E2F activation is detrimental for MCMV replication in human cells.

(A) Multistep growth kinetic in human RPE-1 cells. Cells were infected with MCMV-M117-FL and the recombinant viruses at an MOI of 0.2 TCID₅₀/cell. Supernatant of infected cells were harvested at the indicated time point and titrated. The experiments were done in triplicate. Means ±SEM are shown. (B) Multistep growth kinetic in human embryonic lung fibroblasts (MRC-5). Cells were infected with MCMV-M117-FL and the recombinant viruses at an MOI of 1 TCID₅₀/cell.

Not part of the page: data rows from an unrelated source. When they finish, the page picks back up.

//! Bridges rig's `CompletionModel` to our `LlmProvider` trait.
//!
//! System messages become the rig preamble, the last non-system message is
//! the prompt, and everything in between is chat history. An inline image
//! rides along with the prompt as a second content part.

use async_trait::async_trait;
use rig::OneOrMany;
use rig::completion::CompletionModel;
use rig::message::{AssistantContent, ImageMediaType, Message, UserContent};
use tracing::debug;

use super::{
    ChatMessage, CompletionRequest, CompletionResponse, ImageMime, InlineImage, LlmProvider, Role,
};
use crate::error::LlmError;

pub struct RigAdapter<M> {
    provider: &'static str,
    model: M,
    model_name: String,
}

impl<M> RigAdapter<M> {
    pub fn new(provider: &'static str, model: M, model_name: &str) -> Self {
        Self {
            provider,
            model,
            model_name: model_name.to_string(),
        }
    }
}

/// Split a flat message list into (preamble, history, prompt).
fn split_messages(
    messages: Vec<ChatMessage>,
) -> Option<(Option<String>, Vec<ChatMessage>, ChatMessage)> {
    let (system, mut turns): (Vec<_>, Vec<_>) =
        messages.into_iter().partition(|m| m.role == Role::System);
    let prompt = turns.pop()?;
    let preamble = (!system.is_empty()).then(|| {
        system
            .into_iter()
            .map(|m| m.content)
            .collect::<Vec<_>>()
            .join("\n\n")
    });
    Some((preamble, turns, prompt))
}

fn to_rig(message: ChatMessage) -> Message {
    match message.role {
        Role::Assistant => Message::assistant(message.content),
        Role::User | Role::System => Message::user(message.content),
    }
}

fn media_type(mime: ImageMime) -> ImageMediaType {
    match mime {
        ImageMime::Jpeg => ImageMediaType::JPEG,
        ImageMime::Png => ImageMediaType::PNG,
        ImageMime::Gif => ImageMediaType::GIF,
        ImageMime::Webp => ImageMediaType::WEBP,
    }
}

fn prompt_with_image(prompt: ChatMessage, image: InlineImage) -> Message {
    let mut content = OneOrMany::one(UserContent::text(prompt.content));
    content.push(UserContent::image_base64(
        image.data,
        Some(media_type(image.mime)),
        None,
    ));
    Message::User { content }
}

#[async_trait]
impl<M> LlmProvider for RigAdapter<M>
where
    M: CompletionModel + 'static,
{
    fn name(&self) -> &str {
        self.provider
    }

    fn model_name(&self) -> &str {
        &self.model_name
    }

    async fn complete(&self, request: CompletionRequest) -> Result<CompletionResponse, LlmError> {
        let CompletionRequest {
            messages,
            max_tokens,
            temperature,
            image,
        } = request;
        let (preamble, history, prompt) =
            split_messages(messages).ok_or_else(|| LlmError::RequestFailed {
                provider: self.provider.into(),
                reason: "request has no prompt message".into(),
            })?;

        let prompt = match image {
            Some(image) => prompt_with_image(prompt, image),
            None => to_rig(prompt),
        };

        let mut builder = self
            .model
            .completion_request(prompt)
            .messages(history.into_iter().map(to_rig).collect())
            .temperature(f64::from(temperature))
            .max_tokens(u64::from(max_tokens));
        if let Some(preamble) = preamble {
            builder = builder.preamble(preamble);
        }

        debug!(provider = self.provider, model = %self.model_name, "Sending completion request");
        let response = builder.send().await.map_err(|e| LlmError::RequestFailed {
            provider: self.provider.into(),
            reason: e.to_string(),
        })?;

        let content: String = response
            .choice
            .iter()
            .filter_map(|part| match part {
                AssistantContent::Text(text) => Some(text.text.as_str()),
                _ => None,
            })
            .collect();

        Ok(CompletionResponse {
            content: content.trim().to_string(),
            input_tokens: u32::try_from(response.usage.input_tokens).unwrap_or(u32::MAX),
            output_tokens: u32::try_from(response.usage.output_tokens).unwrap_or(u32::MAX),
        })
    }
}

Supernatants of infected cells were harvested at the indicated time points and titrated with centrifugal enhancement. The experiments were done in triplicate. Means ±SEM are shown. (C) RPE-1 cells were infected with WT MCMV or MCMV-M117-HA. Cell lysates were subjected to immunoprecipitation (IP) using an anti-HA antibody. Co-precipitating proteins were detected by Western blot analysis. (D) RPE-1 cells were synchronized by serum starvation for 48 hours, infected at an MOI of 3 TCID₅₀/cell (without serum) and harvested at 24 hpi for RNA extraction and qRT-PCR with primers specific for the indicated genes. Means ±SEM of 3 independent experiments are shown. Transcripts were quantified using the ΔΔCt method and normalized to a housekeeping gene (Gapdh). (E) RPE-1 cells were infected at an MOI of 0.5 TCID₅₀/cell with MCMV-GFP. Three hpi, the medium was removed and the E2F inhibitor HLM006474 was added. At 3 hpi (Input) or after 3 days, the cell lysates were harvested for DNA extraction and viral DNA quantification by qPCR. MCMV genome copies were normalized to β-actin copies. Means ±SEM are shown. (F) RPE-1 cells were infected at an MOI of 2 TCID₅₀/cell for 24h. Cell lysates were harvested 24 hpi and subjected to SDS-PAGE. (G) Multistep growth kinetic in human RPE-1 cells. Cells were infected with WT MCMV, MCMV-ΔM117 and MCMV-ΔM117-E4orf6/7 at an MOI of 0.2 TCID₅₀/cell. Supernatants of infected cells were harvested at the indicated time points and titrated. The experiments were done in triplicate. Means ±SEM are shown. DL, detection limit; ns, not significant; *, p<0.05; **, p< 0.01; ***, p<0.001.